Et si les étudiants pouvaient magasiner leur cannabis entre leurs cours ? La Société québécoise du cannabis (SQDC) s’installera tout près de la station de métro Berri-UQAM, à l’intersection des rues Saint-Denis et Sainte-Catherine, pour diminuer la discrimination envers les consommateurs, selon des experts.
Le choix de cet emplacement particulier a pour but de desservir des lieux de consommation existants, et non d’en créer des nouveaux, selon le professeur en psychologie à l’Université de Montréal Jean-Sébastien Fallu.
« Jeunes de la rue, étudiants, touristes, fêtards : dans ce secteur-là, ce sont des gens qui font partie de la clientèle de consommation », observe le spécialiste en toxicomanie, qui a également fait partie d’un comité consultatif sur la légalisation du cannabis de la Ville de Montréal en novembre 2017.
Au centre d’injection supervisée Cactus Montréal, qui a également pris part aux travaux du comité et qui se situe à deux pas de l’UQAM, le mot d’ordre est l’accès universel.
« Pour nous, l’objectif, c’est que la succursale soit le plus accessible possible en termes de transport en commun, mais aussi à l’ensemble des populations qui ont le centre-ville comme milieu de vie et qui donc peuvent vivre dans des situations de précarité », lance la directrice générale de l’organisme, Sandhia Vadlamudy.
Dans un « quartier très diversifié », l’offre doit être satisfaisante pour tous, selon Mme Vadlamudy, mais aussi adaptée aux personnes en situation précaire.
« Notre préoccupation, en tant que groupe travaillant à la réduction des méfaits, dit-elle, c’est de voir à ce que la légalisation fasse en sorte de diminuer la discrimination et la stigmatisation, et rende le produit accessible tout en étant contrôlé. Il y a des objectifs de prévention derrière ça »
Combat des marchés
L’emplacement de la succursale ainsi que les prix seront primordiaux dans le combat du marché légal contre la vente sur la rue, explique Mme Vadlamudy. Elle invite d’ailleurs la SQDC à ajouter des succursales à Montréal, au-delà des quatre déjà prévues.
Fallu fait entendre le même son de cloche. « [La place] Émilie-Gamelin, Berri-UQAM, ce sont des lieux de vente et d’accès au cannabis pour plein de personnes, analyse-t-il. Le marché légal, s’il veut remplacer le marché illégal, il faut quand même qu’il se rapproche et corresponde au marché [actuel] et à la clientèle. »

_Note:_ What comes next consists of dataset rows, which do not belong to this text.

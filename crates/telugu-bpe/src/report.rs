//! # Tokenization Reports

use core::fmt;

use serde::Serialize;

use crate::{
    encoders::SymbolEncoder,
    errors::{TBResult, TeluguBpeError},
    preprocess::preprocess,
    segmentation::WordCounter,
    types::Symbol,
};

/// Ratio of `numerator / denominator`; 0 when `denominator` is 0.
fn ratio(
    numerator: usize,
    denominator: usize,
) -> f64 {
    if denominator == 0 {
        0.0
    } else {
        numerator as f64 / denominator as f64
    }
}

/// The result of tokenizing one user-supplied text.
#[derive(Debug, Clone, PartialEq, Serialize)]
pub struct TokenizationReport {
    /// The preprocessed text.
    pub preprocessed_text: String,

    /// The encoded tokens.
    pub tokens: Vec<Symbol>,

    /// Codepoints of the preprocessed text, spaces included.
    pub char_count: usize,

    /// The number of tokens.
    pub token_count: usize,

    /// ``char_count / token_count``; 0 when there are no tokens.
    pub compression_ratio: f64,

    /// The achieved vocabulary size of the model.
    pub vocab_size: usize,
}

impl TokenizationReport {
    /// Preprocess and encode `text`.
    ///
    /// ## Errors
    /// * [`TeluguBpeError::EmptyInput`] - when `text` is blank.
    pub fn build<E: SymbolEncoder + ?Sized>(
        encoder: &E,
        text: &str,
    ) -> TBResult<Self> {
        if text.trim().is_empty() {
            return Err(TeluguBpeError::EmptyInput);
        }

        let preprocessed_text = preprocess(text);
        let tokens = encoder.encode(&preprocessed_text);

        let char_count = preprocessed_text.chars().count();
        let token_count = tokens.len();

        Ok(Self {
            preprocessed_text,
            tokens,
            char_count,
            token_count,
            compression_ratio: ratio(char_count, token_count),
            vocab_size: encoder.model().vocab_len(),
        })
    }
}

impl fmt::Display for TokenizationReport {
    fn fmt(
        &self,
        f: &mut fmt::Formatter<'_>,
    ) -> fmt::Result {
        writeln!(f, "Preprocessed Text: {}", self.preprocessed_text)?;
        writeln!(f, "Tokens: {}", self.tokens.join(" | "))?;
        writeln!(f, "Character Count: {}", self.char_count)?;
        writeln!(f, "Token Count: {}", self.token_count)?;
        writeln!(f, "Compression Ratio: {:.2}x", self.compression_ratio)?;
        write!(f, "Vocabulary Size: {}", self.vocab_size)
    }
}

/// Compression statistics of a model over a corpus.
#[derive(Debug, Clone, PartialEq, Serialize)]
pub struct CompressionStats {
    /// Codepoints of the preprocessed corpus, spaces included.
    pub original_chars: usize,

    /// Codepoints of the preprocessed corpus, whitespace excluded.
    pub symbol_chars: usize,

    /// Words of the preprocessed corpus.
    pub words: usize,

    /// Tokens of the encoded corpus.
    pub tokens: usize,

    /// ``original_chars / tokens``; 0 when there are no tokens.
    pub compression_ratio: f64,

    /// The achieved vocabulary size of the model.
    pub vocab_size: usize,
}

impl CompressionStats {
    /// Measure `encoder` over a raw corpus.
    #[cfg_attr(feature = "tracing", tracing::instrument(skip(encoder, corpus)))]
    pub fn measure<E: SymbolEncoder + ?Sized>(
        encoder: &E,
        corpus: &str,
    ) -> Self {
        let preprocessed = preprocess(corpus);

        let mut counter = WordCounter::new();
        counter.update_from_text(&preprocessed);

        let original_chars = preprocessed.chars().count();
        let tokens = encoder.encode(&preprocessed).len();

        Self {
            original_chars,
            symbol_chars: preprocessed.chars().filter(|c| !c.is_whitespace()).count(),
            words: counter.total_words(),
            tokens,
            compression_ratio: ratio(original_chars, tokens),
            vocab_size: encoder.model().vocab_len(),
        }
    }
}

impl fmt::Display for CompressionStats {
    fn fmt(
        &self,
        f: &mut fmt::Formatter<'_>,
    ) -> fmt::Result {
        write!(
            f,
            "chars={} symbols={} words={} tokens={} ratio={:.2}x vocab={}",
            self.original_chars,
            self.symbol_chars,
            self.words,
            self.tokens,
            self.compression_ratio,
            self.vocab_size
        )
    }
}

L’Association pour la santé publique du Québec (ASPQ) doute que ces consommateurs feront confiance au système légal immédiatement, considérant le niveau d’implantation actuel du marché noir dans le quartier.
« Ça ne se fera probablement pas au départ, souligne la chargée de dossiers en matière de toxicomanie à l’ASPQ Émilie Dansereau-Trahan. On s’attend à ce que ça prenne du temps, comme ça a été le cas au Colorado. »
Quand cannabis rime avec injustice
Plus tôt cette année, le chef de l’opposition à l’hôtel de ville de Montréal, Lionel Perez, a proposé d’interdire la consommation de cannabis dans l’espace public.
Il s’agit là d’une mauvaise idée, selon Jean-Sébastien Fallu. Une telle mesure irait à l’encontre de l’objectif de la légalisation, selon lui, particulièrement chez les acheteurs potentiels fréquentant le quartier universitaire.
« Si on ne peut pas le consommer chez soi, si on ne peut pas le consommer dans les bars, on ne peut le consommer nulle part ! », explique M. Fallu. L’application d’une telle loi ne réglerait pas les problèmes d’injustice que la prohibition cause actuellement, ajoute-t-il.
Le Montréal Campus a tenté de contacter la SQDC, mais celle-ci n’a pas voulu commenter avant la confirmation de l’emplacement de la succursale. La Ville de Montréal n’a pas encore donné suite à nos demandes envoyées en août.
La SQDC sera l’unique distributrice de cannabis récréatif de la province et débutera ses activités le 17 octobre prochain, lorsqu’entrera en vigueur la loi fédérale concernant la légalisation du cannabis.
La société d’État a déjà signé en juillet un bail à la Plaza Saint-Hubert, à 400 mètres de la station Jean-Talon. Les adresses des autres succursales seront dévoilées lors de la signature de leurs baux respectifs.